Either way, this sets up the perfect storm for May-June financial boost. Durable goods numbers are very important to economists and investors as a way to gauge demand for manufactured goods. The fact that is number dropped doesn’t surprise me, people don’t want to spend money. This sets up the perfect investment rally for May and June when the numbers don’t look so hot.
Oil is likely to peak around $110 this May as it retests its highs. The price of oil has historically peaked in the May-June months only to fall until hurricane season and hedge funds speculate the price to death. Now that we have indication that demand for goods is falling, the market will probably trade sideways or move lower for the next couple months. As oil starts to make headlines, don’t expect Dow 12,000 look more towards the 11000s.
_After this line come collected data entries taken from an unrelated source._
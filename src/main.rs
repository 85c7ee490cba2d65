// Main CLI entry point for Gauntlet
// Uses clap for argument parsing

use base64::{engine::general_purpose, Engine as _};
use clap::{Arg, ArgAction, ArgMatches, Command};
use gauntlet::config::{EngineConfig, LoadTestConfig};
use gauntlet::engine::{HttpEngine, HttpTransport};
use gauntlet::error::ProbeError;
use gauntlet::load::{LoadProgress, LoadTestRunner};
use gauntlet::logging::{init_logging, LogConfig, LogFormat};
use gauntlet::models::{Method, Request, RequestBody, TestOptions, TestResult};
use gauntlet::registry::count_checks;
use gauntlet::reporting::{export_csv, export_json, export_markdown};
use gauntlet::runner::{run_suites, ProgressHooks, SuiteSelection};
use gauntlet::suites::{ProbeHook, DATA_DRIVEN_SUITE, PERFORMANCE_SUITE, SECURITY_SUITE};
use serde_json::Value;
use std::io::Write;
use std::path::PathBuf;
use std::sync::atomic::{AtomicUsize, Ordering};
use std::sync::Arc;
use thiserror::Error;
use tokio_util::sync::CancellationToken;
use tracing::{error, warn};

#[derive(Debug, Error)]
enum CliError {
    #[error("{0}")]
    Input(String),
    #[error(transparent)]
    Runtime(#[from] ProbeError),
}

impl CliError {
    fn exit_code(&self) -> i32 {
        match self {
            CliError::Input(_) | CliError::Runtime(ProbeError::InvalidConfig(_)) => 2,
            CliError::Runtime(_) => 1,
        }
    }
}

/// Arguments shared by every subcommand that sends the baseline request.
fn request_args() -> Vec<Arg> {
    vec![
        Arg::new("url")
            .short('u')
            .long("url")
            .required(true)
            .num_args(1)
            .help("Baseline request URL"),
        Arg::new("method")
            .short('X')
            .long("method")
            .num_args(1)
            .default_value("GET")
            .help("HTTP method of the baseline request"),
        Arg::new("header")
            .short('H')
            .long("header")
            .action(ArgAction::Append)
            .help("Request header as 'Name: value' (repeatable)"),
        Arg::new("data")
            .short('d')
            .long("data")
            .num_args(1)
            .conflicts_with_all(["form", "body_base64"])
            .help("Request body; sent as JSON when it parses as an object or array"),
        Arg::new("form")
            .long("form")
            .action(ArgAction::Append)
            .conflicts_with("body_base64")
            .help("Form field as key=value (repeatable)"),
        Arg::new("body_base64")
            .long("body-base64")
            .num_args(1)
            .help("Binary request body, base64-encoded"),
    ]
}

fn cli() -> Command {
    Command::new("gauntlet")
        .version(env!("CARGO_PKG_VERSION"))
        .author("Jake Abendroth")
        .about("Automated mutation, security and load testing for HTTP endpoints")
        .after_help("EXAMPLES:\n  gauntlet scan --url https://api.local/users -X POST -H 'Content-Type: application/json' --data '{\"email\":\"a@b.co\"}'\n  gauntlet scan --url 'https://api.local/search?q=shoes' --suite security --markdown-report\n  gauntlet load --url https://api.local/health --threads 20 --requests 500")
        .subcommand_required(true)
        .arg(Arg::new("config")
            .short('c')
            .long("config")
            .global(true)
            .num_args(1)
            .help("TOML engine configuration file"))
        .arg(Arg::new("log_level")
            .long("log-level")
            .global(true)
            .num_args(1)
            .default_value("info")
            .help("Log filter directive (RUST_LOG takes precedence)"))
        .arg(Arg::new("log_format")
            .long("log-format")
            .global(true)
            .num_args(1)
            .default_value("pretty")
            .value_parser(["pretty", "json"])
            .help("Log output format"))
        .subcommand(Command::new("scan")
            .about("Run the data-driven, security and performance suites against one request")
            .args(request_args())
            .arg(Arg::new("suite")
                .long("suite")
                .num_args(1)
                .default_value("all")
                .value_parser(["all", "data", "security", "performance"])
                .help("Suite to run"))
            .arg(Arg::new("csv_report")
                .long("csv-report")
                .action(ArgAction::SetTrue)
                .help("Write a CSV report"))
            .arg(Arg::new("markdown_report")
                .long("markdown-report")
                .action(ArgAction::SetTrue)
                .help("Write a Markdown report"))
            .arg(Arg::new("json")
                .long("json")
                .action(ArgAction::SetTrue)
                .help("Print results as JSON on stdout"))
            .arg(Arg::new("out_dir")
                .long("out-dir")
                .num_args(1)
                .default_value(".")
                .help("Directory for report files")))
        .subcommand(Command::new("load")
            .about("Send the request repeatedly from concurrent workers")
            .args(request_args())
            .arg(Arg::new("threads")
                .short('t')
                .long("threads")
                .num_args(1)
                .value_parser(clap::value_parser!(usize))
                .help("Concurrent workers (1-100)"))
            .arg(Arg::new("requests")
                .short('n')
                .long("requests")
                .num_args(1)
                .value_parser(clap::value_parser!(usize))
                .help("Total requests (1-10000)"))
            .arg(Arg::new("json")
                .long("json")
                .action(ArgAction::SetTrue)
                .help("Print the load report as JSON on stdout")))
}

fn build_request(matches: &ArgMatches) -> Result<Request, CliError> {
    let url = matches
        .get_one::<String>("url")
        .ok_or_else(|| CliError::Input("--url is required".to_string()))?;
    reqwest::Url::parse(url).map_err(|e| CliError::Input(format!("invalid url {}: {}", url, e)))?;

    let method = matches
        .get_one::<String>("method")
        .map(|m| m.parse::<Method>().unwrap_or_else(|never| match never {}))
        .unwrap_or(Method::GET);
    let mut request = Request::new(method, url.as_str());

    if let Some(headers) = matches.get_many::<String>("header") {
        for raw in headers {
            let (name, value) = raw
                .split_once(':')
                .ok_or_else(|| CliError::Input(format!("header must be 'Name: value', got {:?}", raw)))?;
            request.set_header(name.trim(), value.trim());
        }
    }

    if let Some(data) = matches.get_one::<String>("data") {
        request.body = match serde_json::from_str::<Value>(data) {
            Ok(json) if json.is_object() || json.is_array() => RequestBody::Json(json),
            _ => RequestBody::Text(data.clone()),
        };
    } else if let Some(fields) = matches.get_many::<String>("form") {
        let mut pairs = Vec::new();
        for raw in fields {
            let (key, value) = raw
                .split_once('=')
                .ok_or_else(|| CliError::Input(format!("form field must be key=value, got {:?}", raw)))?;
            pairs.push((key.to_string(), value.to_string()));
        }
        request.body = RequestBody::Form(pairs);
    } else if let Some(encoded) = matches.get_one::<String>("body_base64") {
        let bytes = general_purpose::STANDARD
            .decode(encoded)
            .map_err(|e| CliError::Input(format!("invalid base64 body: {}", e)))?;
        request.body = RequestBody::Bytes(bytes);
    }

    Ok(request)
}

fn load_config(matches: &ArgMatches) -> Result<EngineConfig, CliError> {
    match matches.get_one::<String>("config") {
        Some(path) => EngineConfig::from_file(path)
            .map_err(|e| CliError::Input(format!("failed to load config {}: {}", path, e))),
        None => Ok(EngineConfig::default()),
    }
}

fn print_results(suite: &str, results: &[TestResult]) {
    println!("\n== {} ({} results) ==", suite, results.len());
    for result in results {
        println!("[{}] {}: {}", result.status, result.name, result.actual);
    }
}

async fn scan(matches: &ArgMatches, config: &EngineConfig) -> Result<(), CliError> {
    let request = build_request(matches)?;
    let suite = matches.get_one::<String>("suite").map(String::as_str).unwrap_or("all");
    let selection = SuiteSelection::only(suite)
        .ok_or_else(|| CliError::Input(format!("unknown suite {}", suite)))?;
    let json_output = matches.get_flag("json");

    let options = TestOptions::from_request(request);
    let counts = count_checks(&options);
    let mut planned = 0;
    if selection.data_driven || selection.performance {
        planned += counts.data_driven;
    }
    if selection.security {
        planned += counts.security;
    }
    if selection.performance {
        planned += counts.performance;
    }
    if !json_output {
        println!(
            "{} checks planned ({} data-driven, {} security, {} performance)",
            planned, counts.data_driven, counts.security, counts.performance
        );
    }

    let completed = Arc::new(AtomicUsize::new(0));
    let hook: Arc<ProbeHook> = Arc::new(move |result: &TestResult| {
        let n = completed.fetch_add(1, Ordering::SeqCst) + 1;
        eprintln!("[{}/{}] {}: {}", n, planned, result.name, result.status);
    });
    let hooks = ProgressHooks::new()
        .on(DATA_DRIVEN_SUITE, Arc::clone(&hook))
        .on(SECURITY_SUITE, Arc::clone(&hook))
        .on(PERFORMANCE_SUITE, hook);

    let transport: Arc<dyn HttpTransport> = Arc::new(HttpEngine::with_config(config)?);
    let report = run_suites(transport, &options, selection, &hooks).await;
    let all = report.all_results();

    if json_output {
        println!("{}", serde_json::to_string_pretty(&all).map_err(ProbeError::from)?);
    } else {
        for (suite, results) in report.by_suite() {
            print_results(suite, results);
        }
    }

    let out_dir = PathBuf::from(
        matches
            .get_one::<String>("out_dir")
            .map(String::as_str)
            .unwrap_or("."),
    );
    let title = format!("{} {}", options.request.method, options.request.url);
    if matches.get_flag("csv_report") {
        let path = export_csv(&all, &out_dir)?;
        eprintln!("CSV report: {}", path.display());
    }
    if matches.get_flag("markdown_report") {
        let path = export_markdown(&title, &all, &out_dir)?;
        eprintln!("Markdown report: {}", path.display());
    }
    if json_output && (matches.get_flag("csv_report") || matches.get_flag("markdown_report")) {
        let path = export_json(&all, &out_dir)?;
        eprintln!("JSON report: {}", path.display());
    }
    Ok(())
}

async fn load(matches: &ArgMatches, config: &EngineConfig) -> Result<(), CliError> {
    let request = build_request(matches)?;
    let threads = matches
        .get_one::<usize>("threads")
        .copied()
        .unwrap_or(config.load.thread_count);
    let requests = matches
        .get_one::<usize>("requests")
        .copied()
        .unwrap_or(config.load.request_count);
    let load_config = LoadTestConfig::new(threads, requests)?;

    let transport: Arc<dyn HttpTransport> = Arc::new(HttpEngine::with_config(config)?);
    let progress: Arc<LoadProgress> = Arc::new(|sent: usize, total: usize| {
        let mut stderr = std::io::stderr();
        let _ = write!(stderr, "\rsent {}/{} ({}%)", sent, total, sent * 100 / total);
        let _ = stderr.flush();
    });
    let cancel = CancellationToken::new();
    let runner = LoadTestRunner::new(transport, load_config)
        .with_progress(progress)
        .with_cancellation(cancel.clone());

    let on_interrupt = cancel.clone();
    tokio::spawn(async move {
        if tokio::signal::ctrl_c().await.is_ok() {
            warn!("interrupt received, stopping load test");
            on_interrupt.cancel();
        }
    });

    let report = runner.run(&request).await;
    eprintln!();

    if matches.get_flag("json") {
        println!("{}", serde_json::to_string_pretty(&report).map_err(ProbeError::from)?);
    } else {
        let result = report.to_test_result();
        println!("[{}] {}: {}", result.status, result.name, result.actual);
        if let (Some(p90), Some(p95)) = (report.p90, report.p95) {
            println!("p90 {} ms, p95 {} ms, {} transport errors", p90, p95, report.transport_errors);
        }
    }
    Ok(())
}

#[tokio::main]
async fn main() {
    let matches = cli().get_matches();

    let log_format = matches
        .get_one::<String>("log_format")
        .and_then(|f| f.parse::<LogFormat>().ok())
        .unwrap_or_default();
    let log_level = matches
        .get_one::<String>("log_level")
        .cloned()
        .unwrap_or_else(|| "info".to_string());
    if let Err(e) = init_logging(&LogConfig { format: log_format, level: log_level }) {
        eprintln!("Failed to initialize logging: {}", e);
        std::process::exit(2);
    }

    let outcome = match load_config(&matches) {
        Ok(config) => match matches.subcommand() {
            Some(("scan", sub)) => scan(sub, &config).await,
            Some(("load", sub)) => load(sub, &config).await,
            _ => Err(CliError::Input("unknown subcommand".to_string())),
        },
        Err(e) => Err(e),
    };

    if let Err(e) = outcome {
        error!(error = %e, "gauntlet failed");
        eprintln!("Error: {}", e);
        std::process::exit(e.exit_code());
    }
}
The stimulus checks are likely to kick in right in the heat of the summer months. Chances are that the checks will be spent on things like air conditioning, heaters, aka durable goods. This is a perfect storm opportunity. With orders slumping heavily, there is a good chance that summer will bring a huge boost to economic indicators and make the billion dollar trade deficits and overspending A20 news.
Let the market correct just a little then be ready to get in heavy. The combined $500+ Billion in FED loans, plus economic stimulus package should bring beautiful inflation fueled budget sheets.